# Best estimating software



## Sboudreaux (Apr 5, 2014)

I am new to the industry. I am wanting the best and user friendly job estimating software. Any suggestions?


----------



## HUI (Jan 21, 2011)

I just use a spread sheet. I've created a template so that saves time. Because there are so many variables and everyone bid tabs are different I think it will be aweful hard to beat


----------



## RocknRollPewPew (May 2, 2014)

Planswift for sure. This saves our company sooooo much time and energy and is VERY user friendly. They also have great customer support for the few times that I've had to call.


----------



## Sboudreaux (Apr 5, 2014)

RocknRollPewPew said:


> Planswift for sure. This saves our company sooooo much time and energy and is VERY user friendly. They also have great customer support for the few times that I've had to call.

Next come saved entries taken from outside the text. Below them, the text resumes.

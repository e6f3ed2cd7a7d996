//! Operator-facing output: stylesheet, context, and the reporter port.

use console::Term;
use owo_colors::{OwoColorize as _, Style};

/// Centralized stylesheet for CLI output colors.
#[derive(Default, Clone)]
pub struct Styles {
    /// Success messages (green)
    pub success: Style,
    /// Warning messages (yellow)
    pub warning: Style,
    /// Dimmed/secondary text
    pub dim: Style,
}

impl Styles {
    /// Apply colors to the stylesheet.
    pub fn colorize(&mut self) {
        self.success = Style::new().green();
        self.warning = Style::new().yellow();
        self.dim = Style::new().dimmed();
    }
}

/// Progress events emitted by the orchestrator and its collaborators.
/// Sync trait — no async needed.
pub trait Reporter {
    /// An in-progress step; shown only in verbose runs.
    fn step(&self, message: &str);
    /// A completed milestone.
    fn success(&self, message: &str);
    /// A non-fatal problem worth the operator's attention.
    fn warn(&self, message: &str);
}

/// Reporter that discards everything. For tests and embedding.
pub struct NullReporter;

impl Reporter for NullReporter {
    fn step(&self, _: &str) {}
    fn success(&self, _: &str) {}
    fn warn(&self, _: &str) {}
}

/// Output context carrying styling, terminal state, and verbosity.
pub struct OutputContext {
    pub styles: Styles,
    pub is_tty: bool,
    pub verbose: bool,
}

impl OutputContext {
    /// Create output context based on CLI flags and environment.
    #[must_use]
    pub fn new(verbose: bool) -> Self {
        let is_tty = Term::stdout().is_term();
        let use_colors = is_tty && std::env::var("NO_COLOR").is_err();

        let mut styles = Styles::default();
        if use_colors {
            styles.colorize();
        }

        Self {
            styles,
            is_tty,
            verbose,
        }
    }
}

impl Reporter for OutputContext {
    fn step(&self, message: &str) {
        if self.verbose {
            println!("  {} {message}", "·".style(self.styles.dim));
        }
    }

    fn success(&self, message: &str) {
        println!("  {} {message}", "✓".style(self.styles.success));
    }

    fn warn(&self, message: &str) {
        eprintln!("  {} {message}", "⚠".style(self.styles.warning));
    }
}
//! Admin HTTP API.
//!
//! JSON endpoints for managing the watch list and inspecting recently
//! stored versions, plus health probes.

pub mod error;
pub mod models;
pub mod routes;
pub mod server;

pub use server::{ApiServer, ApiServerConfig, AppState};
//! Docker Hub tag fetcher.
//!
//! The version marker of an image is the digest of its `latest` tag. With
//! credentials configured, a login token is requested once and reused until
//! Docker Hub rejects it. A failed login falls back to anonymous requests and
//! is not retried before [`LOGIN_RETRY_AFTER`] has passed.

use async_trait::async_trait;
use chrono::{DateTime, Utc};
use reqwest::{Client, StatusCode};
use serde::{Deserialize, Serialize};
use std::time::{Duration, Instant};
use tokio::sync::Mutex;
use tracing::{debug, warn};

use super::{FetchError, ReleaseFetcher};
use crate::domain::{ReleaseSnapshot, TrackedItem};

pub const DOCKER_HUB_API: &str = "https://hub.docker.com";

pub const LOGIN_RETRY_AFTER: Duration = Duration::from_secs(15 * 60);

#[derive(Debug, Clone, Serialize, Deserialize)]
pub struct DockerHubConfig {
    #[serde(default = "default_api_base")]
    pub api_base: String,
    pub username: Option<String>,
    pub password: Option<String>,
}

fn default_api_base() -> String {
    DOCKER_HUB_API.to_string()
}

impl Default for DockerHubConfig {
    fn default() -> Self {
        Self {
            api_base: default_api_base(),
            username: None,
            password: None,
        }
    }
}

impl DockerHubConfig {
    fn credentials(&self) -> Option<(&str, &str)> {
        match (self.username.as_deref(), self.password.as_deref()) {
            (Some(user), Some(pass)) if !user.is_empty() && !pass.is_empty() => Some((user, pass)),
            _ => None,
        }
    }
}

#[derive(Debug, Deserialize)]
struct TagResponse {
    digest: Option<String>,
    last_updated: Option<DateTime<Utc>>,
    #[serde(default)]
    images: Vec<TagImage>,
}

#[derive(Debug, Deserialize)]
struct TagImage {
    digest: Option<String>,
}

#[derive(Debug, Deserialize)]
struct LoginResponse {
    token: String,
}

#[derive(Debug, Default)]
enum Login {
    #[default]
    Pending,
    Token(String),
    Failed(Instant),
}

pub struct DockerHubFetcher {
    config: DockerHubConfig,
    client: Client,
    login: Mutex<Login>,
}

impl DockerHubFetcher {
    pub fn new(config: DockerHubConfig, client: Client) -> Self {
        Self {
            config,
            client,
            login: Mutex::new(Login::Pending),
        }
    }

    fn api_url(&self, path: &str) -> String {
        format!("{}{}", self.config.api_base.trim_end_matches('/'), path)
    }

    /// Cached login token, logging in first if needed.
    ///
    /// Returns `None` without credentials or while a failed login is still
    /// recent; the request then goes out anonymously.
    async fn token(&self) -> Option<String> {
        let (username, password) = self.config.credentials()?;

        let mut login = self.login.lock().await;
        match &*login {
            Login::Token(token) => return Some(token.clone()),
            Login::Failed(at) if at.elapsed() < LOGIN_RETRY_AFTER => return None,
            _ => {}
        }

        match self.request_token(username, password).await {
            Ok(token) => {
                debug!("Obtained Docker Hub token");
                *login = Login::Token(token.clone());
                Some(token)
            }
            Err(e) => {
                warn!(error = %e, "Docker Hub login failed, continuing without a token");
                *login = Login::Failed(Instant::now());
                None
            }
        }
    }

    async fn request_token(&self, username: &str, password: &str) -> Result<String, FetchError> {
        let response = self
            .client
            .post(self.api_url("/v2/users/login"))
            .json(&serde_json::json!({ "username": username, "password": password }))
            .send()
            .await?
            .error_for_status()?;
        let login: LoginResponse = response.json().await?;
        Ok(login.token)
    }
}

/// Official images are published under the `library` namespace.
pub fn repository_path(identifier: &str) -> String {
    if identifier.contains('/') {
        identifier.to_string()
    } else {
        format!("library/{identifier}")
    }
}

/// Public page of an image. Official images live under `/_/`.
pub fn image_page_url(identifier: &str) -> String {
    let path = repository_path(identifier);
    match path.strip_prefix("library/") {
        Some(name) => format!("https://hub.docker.com/_/{name}"),
        None => format!("https://hub.docker.com/r/{path}"),
    }
}

#[async_trait]
impl ReleaseFetcher for DockerHubFetcher {
    async fn fetch_latest(&self, item: &TrackedItem) -> Result<ReleaseSnapshot, FetchError> {
        let repository = repository_path(&item.identifier);
        let mut request = self
            .client
            .get(self.api_url(&format!("/v2/repositories/{repository}/tags/latest")));
        let token = self.token().await;
        if let Some(token) = &token {
            request = request.bearer_auth(token);
        }

        let response = request.send().await?;
        if token.is_some() && response.status() == StatusCode::UNAUTHORIZED {
            warn!(image = %repository, "Docker Hub rejected the token, logging in again next time");
            *self.login.lock().await = Login::Pending;
        }
        let tag: TagResponse = response.error_for_status()?.json().await?;

        let digest = tag
            .digest
            .or_else(|| tag.images.into_iter().find_map(|image| image.digest))
            .ok_or_else(|| FetchError::Decode(format!("no digest for {repository}:latest")))?;

        debug!(image = %repository, digest = %digest, "Fetched latest tag");

        let mut snapshot =
            ReleaseSnapshot::new(item.clone(), digest, image_page_url(&item.identifier));
        if let Some(last_updated) = tag.last_updated {
            snapshot = snapshot.with_published_at(last_updated);
        }
        Ok(snapshot)
    }
}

Is Planswift specifically for excavating?


----------



## slowsol (Aug 27, 2005)

Sboudreaux said:


> Is Planswift specifically for excavating?


No. It's a take off program. 

We use a combination of Agtek and Onscreen Take off for excavation/sitework. Those are only the take off programs though. We use Timberline for estimating. Unless you're doing large work though, Timberline is probably overkill for you.


----------



## RocknRollPewPew (May 2, 2014)

Nope. It's for any kind of quantifying/take-off. You can measure linear feet, square feet (by changing the LF formula or a separate measurement tool), or just straight up counting stuff. From there you just have to factor in material/labor costs. You can do it either through Planswift itself or by exporting the quantities into a spreadsheet and doing the math from there (that's what I do b/c I'm an Excel junkie). 

https://www.youtube.com/user/planswift


----------



## Sboudreaux (Apr 5, 2014)

Yea we wont be doing huge projects. The gentleman I am going to work for uses Paydirt I believe. So is there and excavating software that does both Quantifying/Takeoffs and Estimating. I have seen on here that several people think highly of Agtek.


----------